LONDON - Gene therapy specialist Oxford BioMedica plc said it is parking several of its research programs and slowing the expansion program begun in 2001, in order to eke out existing cash reserves and leave it with enough money to last until the third quarter of 2004.
"In the current market conditions one of the most important aspects of a biotech company is its working capital reserves," Chairman Peter Johnson said last week when Oxford BioMedica published half-year results. As a result, the company has undertaken "operational economies" to stretch the £26.4 million (US$41.3 million) cash it had on June 30 to well into 2004. The company previously said the money would last to the end of 2003.

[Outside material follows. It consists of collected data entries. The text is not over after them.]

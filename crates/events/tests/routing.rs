//! Notification routing against a real database.

use std::sync::{Arc, Mutex};

use async_trait::async_trait;
use serde_json::json;
use sqlx::PgPool;
use warehub_core::roles::{PrincipalKind, Role};
use warehub_db::models::directory::CreateClient;
use warehub_db::models::employee::CreateEmployee;
use warehub_db::models::visitor::CreateVerification;
use warehub_db::repositories::{
    ClientRepo, EmployeeRepo, NotificationRepo, VerificationRepo, VisitorRepo,
};
use warehub_events::bus::{EventActor, ORDER_CREATED, ORDER_STATUS_CHANGED};
use warehub_events::{DomainEvent, EmailError, Mailer, NotificationRouter};

#[derive(Default)]
struct RecordingMailer {
    sent: Mutex<Vec<(String, String)>>,
}

#[async_trait]
impl Mailer for RecordingMailer {
    async fn send(&self, to: &str, subject: &str, _body: &str) -> Result<(), EmailError> {
        self.sent
            .lock()
            .unwrap()
            .push((to.to_string(), subject.to_string()));
        Ok(())
    }
}

async fn employee(pool: &PgPool, login: &str, role_id: i64, active: bool) -> i64 {
    let e = EmployeeRepo::create(
        pool,
        &CreateEmployee {
            login: login.to_string(),
            email: format!("{login}@warehub.test"),
            password_hash: "x".to_string(),
            full_name: login.to_string(),
            phone: None,
            role_id,
        },
    )
    .await
    .unwrap();
    if !active {
        EmployeeRepo::deactivate(pool, e.id).await.unwrap();
    }
    e.id
}

#[sqlx::test(migrations = "../db/migrations")]
async fn new_order_reaches_every_active_manager(pool: PgPool) {
    let m1 = employee(&pool, "m1", 3, true).await;
    let m2 = employee(&pool, "m2", 3, true).await;
    let gone = employee(&pool, "m3", 3, false).await;
    employee(&pool, "keeper", 5, true).await;

    let router = NotificationRouter::new(pool.clone(), None);
    let event = DomainEvent::new(ORDER_CREATED).with_entity("client_order", 1);
    assert_eq!(router.route_event(&event).await.unwrap(), 2);

    for id in [m1, m2] {
        assert_eq!(NotificationRepo::unread_count(&pool, "employee", id).await.unwrap(), 1);
    }
    assert_eq!(NotificationRepo::unread_count(&pool, "employee", gone).await.unwrap(), 0);
}

#[sqlx::test(migrations = "../db/migrations")]
async fn status_change_notifies_and_mails_the_client_visitor(pool: PgPool) {
    let pending = VerificationRepo::upsert(
        &pool,
        &CreateVerification {
            email: "buyer@x.io".to_string(),
            code_hash: "h".to_string(),
            password_hash: "p".to_string(),
            full_name: "Buyer".to_string(),
            phone: None,
            role_id: 7,
            expires_at: chrono::Utc::now() + chrono::Duration::minutes(5),
        },
    )
    .await
    .unwrap();
    let visitor = VisitorRepo::create_from_verification(&pool, pending.id)
        .await
        .unwrap();
    let client = ClientRepo::create(
        &pool,
        &CreateClient {
            name: "Alpha".to_string(),
            inn: "7707083893".to_string(),
            address: None,
            phone: None,
            email: None,
            visitor_id: Some(visitor.id),
        },
    )
    .await
    .unwrap();

    let mailer = Arc::new(RecordingMailer::default());
    let router = NotificationRouter::new(pool.clone(), Some(mailer.clone() as Arc<dyn Mailer>));
    let event = DomainEvent::new(ORDER_STATUS_CHANGED)
        .with_entity("client_order", 77)
        .with_actor(EventActor {
            kind: PrincipalKind::Employee,
            id: 1,
            role: Role::Manager,
        })
        .with_payload(json!({"client_id": client.id, "status": "confirmed"}));

    assert_eq!(router.route_event(&event).await.unwrap(), 1);

    let rows = NotificationRepo::list_for(&pool, "visitor", visitor.id, false, None, None)
        .await
        .unwrap();
    assert_eq!(rows.len(), 1);
    assert_eq!(rows[0].entity_id, Some(77));

    let sent = mailer.sent.lock().unwrap();
    assert_eq!(sent.len(), 1);
    assert_eq!(sent[0].0, "buyer@x.io");
    assert_eq!(sent[0].1, "Order #77: confirmed");
}

#[sqlx::test(migrations = "../db/migrations")]
async fn client_without_visitor_gets_nothing(pool: PgPool) {
    let client = ClientRepo::create(
        &pool,
        &CreateClient {
            name: "Offline".to_string(),
            inn: "7707083893".to_string(),
            address: None,
            phone: None,
            email: None,
            visitor_id: None,
        },
    )
    .await
    .unwrap();

    let router = NotificationRouter::new(pool.clone(), None);
    let event = DomainEvent::new(ORDER_STATUS_CHANGED)
        .with_payload(json!({"client_id": client.id, "status": "ready"}));
    assert_eq!(router.route_event(&event).await.unwrap(), 0);
}
//! Argon2id password hashing, verification, and strength validation.
//!
//! Hashes are stored in PHC string format so the algorithm parameters and
//! salt travel with the hash.

use argon2::password_hash::rand_core::OsRng;
use argon2::password_hash::{PasswordHash, PasswordHasher, PasswordVerifier, SaltString};
use argon2::Argon2;

/// Minimum accepted password length for both employees and visitors.
pub const MIN_PASSWORD_LENGTH: usize = 8;

/// Hash a plaintext password using Argon2id with a random salt.
pub fn hash_password(password: &str) -> Result<String, argon2::password_hash::Error> {
    let salt = SaltString::generate(&mut OsRng);
    let hash = Argon2::default().hash_password(password.as_bytes(), &salt)?;
    Ok(hash.to_string())
}

/// Verify a plaintext password against a stored PHC-formatted hash.
///
/// Returns `Ok(false)` on mismatch; `Err` only for a malformed hash.
pub fn verify_password(password: &str, hash: &str) -> Result<bool, argon2::password_hash::Error> {
    let parsed_hash = PasswordHash::new(hash)?;
    match Argon2::default().verify_password(password.as_bytes(), &parsed_hash) {
        Ok(()) => Ok(true),
        Err(argon2::password_hash::Error::Password) => Ok(false),
        Err(e) => Err(e),
    }
}

pub fn validate_password_strength(password: &str, min_length: usize) -> Result<(), String> {
    if password.chars().count() < min_length {
        return Err(format!(
            "Password must be at least {min_length} characters long"
        ));
    }
    Ok(())
}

The steps include not taking BetOvac and ProCaStat, two cancer treatments that are close to completing preclinical development, into the clinic unless partners are found to fund the trials. Johnson said that with the success of two other cancer gene therapy products, MetXia and TroVax in Phase I/II trials, "there is less need to drive the broader cancer product portfolio as aggressively as anticipated."
In addition, several early stage projects that are some way from clinical or commercial development have been put on hold. Johnson said that despite the cutbacks, "the company has been able to continue its strategic drive to extend the product portfolio beyond cancer." In the past few months it has added a product for motor neuron disease, and has new programs in retinopathy, anemia, hemophilia, angiogenesis and stroke.
Oxford BioMedica said it also saved money moving work from its base in Oxford, to a new facility in San Diego. Because the San Diego operation was up and running sooner than anticipated, positions earmarked to move from Oxford were transferred earlier, without the need to have an overlap between the two locations, and resulting in reduced staff in Oxford.
The company's share price fell 1.5 pence to 10 pence last week after the news was announced Wednesday. That means the market capitalization of £23.7 million is more or less equivalent to the cash reserves. At the start of 2002 the shares were worth 33.5 pence.
Oxford BioMedica set up the facility in San Diego to enable it to conduct clinical trials in the U.S., and Johnson said the move already is bearing fruit. The company had a pre-IND meeting with the FDA to discuss a trial of TroVax in the treatment of colorectal cancer, administered directly to a patient's dendritic cells. It is expected the study will commence later this year at the Arizona Cancer Center.
The company also discussed ProSavin, a Parkinson's disease treatment based on its LentiVector viral vector with the FDA and said pending formal approval it is on course to conduct a Phase I/II study in late-stage Parkinson's disease patients. It is in discussions with U.S. centers to conduct the trial.